Bike Republic Sölden
- Location
- Sölden, Ötztal valley, Tirol
- Season
- Mid-June to early October (lifts)
- Lift access
- Yes — Giggijoch + Gaislachkogl gondolas, plus shuttle lines
- Trails
- ~80 km of marked bike trails across multiple lift-served sectors
- Easiest grade
- Blue (Teäre Line)
- Hardest grade
- Black (e.g. Stoabichl Line)
- Day pass
- Bike day pass ~€44, week ~€199 (~£38 day / ~£170 week)
- Nearest airport
- Innsbruck (INN)
Sölden brands itself the Bike Republic — a network of hand-shaped, well-graded trails spread across the high Ötztal valley in Austrian Tirol. Unlike a single-hill bike park, the trails string between lift stations and shuttle drops, giving you huge vertical descents and proper alpine scenery.
Confident intermediates to advanced. The blues are wide and flowy, the reds get technical with natural rocks and roots, and the blacks demand committed riding. There's solid family terrain on the Teäre Line but Sölden's reputation rests on its longer, more demanding descents.

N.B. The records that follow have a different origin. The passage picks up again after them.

//! Target database connection wrapper.
//!
//! [`TargetDb`] owns a DuckDB [`Connection`] and provides scoped
//! transactions. Work that must be atomic with a ledger update receives a
//! [`Tx`] handle, which only exists inside [`TargetDb::transaction`].

use crate::error::{DbError, DbResult};
use duckdb::Connection;
use std::ops::Deref;
use std::path::Path;

/// Handle to the database the migrations are applied to.
///
/// Single-threaded: each concurrent runner owns its own `TargetDb`, cloned
/// from a shared database with [`TargetDb::try_clone`].
pub struct TargetDb {
    conn: Connection,
}

/// Borrowed connection that is inside an open transaction.
pub struct Tx<'a> {
    conn: &'a Connection,
}

impl Deref for Tx<'_> {
    type Target = Connection;

    fn deref(&self) -> &Connection {
        self.conn
    }
}

impl TargetDb {
    /// Open (or create) a DuckDB database file.
    pub fn open(path: &Path) -> DbResult<Self> {
        let conn = Connection::open(path)
            .map_err(|e| DbError::ConnectionError(format!("{e}: {}", path.display())))?;
        Ok(Self { conn })
    }

    /// Create a fresh in-memory database.
    pub fn open_memory() -> DbResult<Self> {
        let conn =
            Connection::open_in_memory().map_err(|e| DbError::ConnectionError(e.to_string()))?;
        Ok(Self { conn })
    }

    /// Open from a path string (handles the `:memory:` special case).
    pub fn new(path: &str) -> DbResult<Self> {
        if path == ":memory:" {
            Self::open_memory()
        } else {
            Self::open(Path::new(path))
        }
    }

    /// Wrap a connection supplied by the caller.
    pub fn from_connection(conn: Connection) -> Self {
        Self { conn }
    }

    /// Open another connection to the same database.
    pub fn try_clone(&self) -> DbResult<Self> {
        let conn = self
            .conn
            .try_clone()
            .map_err(|e| DbError::ConnectionError(e.to_string()))?;
        Ok(Self { conn })
    }

    /// Borrow the underlying DuckDB connection.
    pub fn conn(&self) -> &Connection {
        &self.conn
    }

    /// Execute `body` within a `BEGIN` / `COMMIT` transaction, rolling back on
    /// error.
    pub fn transaction<F, T, E>(&self, body: F) -> Result<T, E>
    where
        F: FnOnce(&Tx<'_>) -> Result<T, E>,
        E: From<DbError>,
    {
        self.conn
            .execute_batch("BEGIN TRANSACTION")
            .map_err(|e| DbError::TransactionError(format!("BEGIN failed: {e}")))?;

        let result = body(&Tx { conn: &self.conn });

        match &result {
            Ok(_) => {
                if let Err(commit_err) = self.conn.execute_batch("COMMIT") {
                    let _ = self.conn.execute_batch("ROLLBACK");
                    return Err(DbError::CommitRejected(commit_err.to_string()).into());
                }
            }
            Err(_) => {
                if let Err(rollback_err) = self.conn.execute_batch("ROLLBACK") {
                    log::warn!("ROLLBACK failed: {rollback_err}");
                }
            }
        }
        result
    }

    /// Check whether a table or view exists.
    pub fn relation_exists(&self, name: &str) -> DbResult<bool> {
        relation_exists(&self.conn, name)
    }
}

/// Check whether a (possibly schema-qualified) table or view exists.
pub(crate) fn relation_exists(conn: &Connection, name: &str) -> DbResult<bool> {
    let (schema, table) = match tm_core::sql_utils::split_schema(name) {
        (Some(schema), table) => (schema, table),
        (None, table) => ("main", table),
    };
    let count: i64 = conn.query_row(
        "SELECT COUNT(*) FROM information_schema.tables WHERE table_schema = ? AND table_name = ?",
        duckdb::params![schema, table],
        |row| row.get(0),
    )?;
    Ok(count > 0)
}

#[cfg(test)]
#[path = "connection_test.rs"]
mod tests;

Enduro bike (150-170mm) is ideal. Big bike works on the steeper lines. Pads, full-face for blacks. Bring a hydration pack — the trails are long and the sun is strong at altitude.
The setting. You're riding above 2,000m surrounded by glaciers. The build quality on the newer Bike Republic lines is genuinely excellent — they ride more like a Whistler trail than a typical European bike park. The Ötztal valley itself is one of the most spectacular in the Alps and the downhill descents to the valley floor have proper alpine drama. Plenty of riders come for a week and only ride half the network — the trail count is honest and the descents are long.

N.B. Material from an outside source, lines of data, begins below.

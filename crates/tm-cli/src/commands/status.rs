//! Status command implementation

use anyhow::Result;
use serde::Serialize;

use crate::cli::{GlobalArgs, StatusArgs};
use crate::commands::common::{open_migrator, report_migrate_error, version_or_none};

#[derive(Serialize)]
struct StatusOutput {
    current: Option<String>,
    applied: usize,
    pending: Vec<PendingOutput>,
}

#[derive(Serialize)]
struct PendingOutput {
    version: String,
    name: String,
}

/// Execute the status command
pub async fn execute(args: &StatusArgs, global: &GlobalArgs) -> Result<()> {
    let migrator = open_migrator(global)?;
    let status = migrator.status().map_err(report_migrate_error)?;

    let pending: Vec<PendingOutput> = status
        .pending
        .iter()
        .map(|version| PendingOutput {
            version: version.to_string(),
            name: migrator
                .registry()
                .get(version)
                .map(|d| d.name().to_string())
                .unwrap_or_default(),
        })
        .collect();

    if args.json {
        let output = StatusOutput {
            current: status.current.as_ref().map(|v| v.to_string()),
            applied: status.applied_count,
            pending,
        };
        println!("{}", serde_json::to_string_pretty(&output)?);
        return Ok(());
    }

    println!("Current version: {}", version_or_none(status.current.as_ref()));
    println!("Applied:         {}", status.applied_count);
    println!("Pending:         {}", status.pending_count);
    for p in &pending {
        println!("  {} ({})", p.version, p.name);
    }
    Ok(())
}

Worth knowing: Sölden's network is spread out, so a printed or downloaded trail map matters more than at a compact single-hill park. Some lines drop into different valleys and the return shuttle or pedal back can add real time to a run. The bike park usually opens later in June than Alps parks further west because of snow at altitude — check before booking. Sölden also has a long history hosting World Cup ski racing, and the bike park has clearly inherited the same culture of doing things properly.
Top trails to ride
- Teäre Line Blue
Long, flowy intro descent — the trail that wins over nervous first-timers. - Leiter Line Red
Classic flow-tech red — the area's most-ridden. - Stoabichl Line Black
Steeper, rockier, properly committed.
Getting there from Ireland
Fly Dublin → Innsbruck (seasonal direct) or via London/Amsterdam. ~1hr drive west into the Ötztal.
Where to stay
Bike-friendly hotels in Sölden village; many include lift pass and bike storage.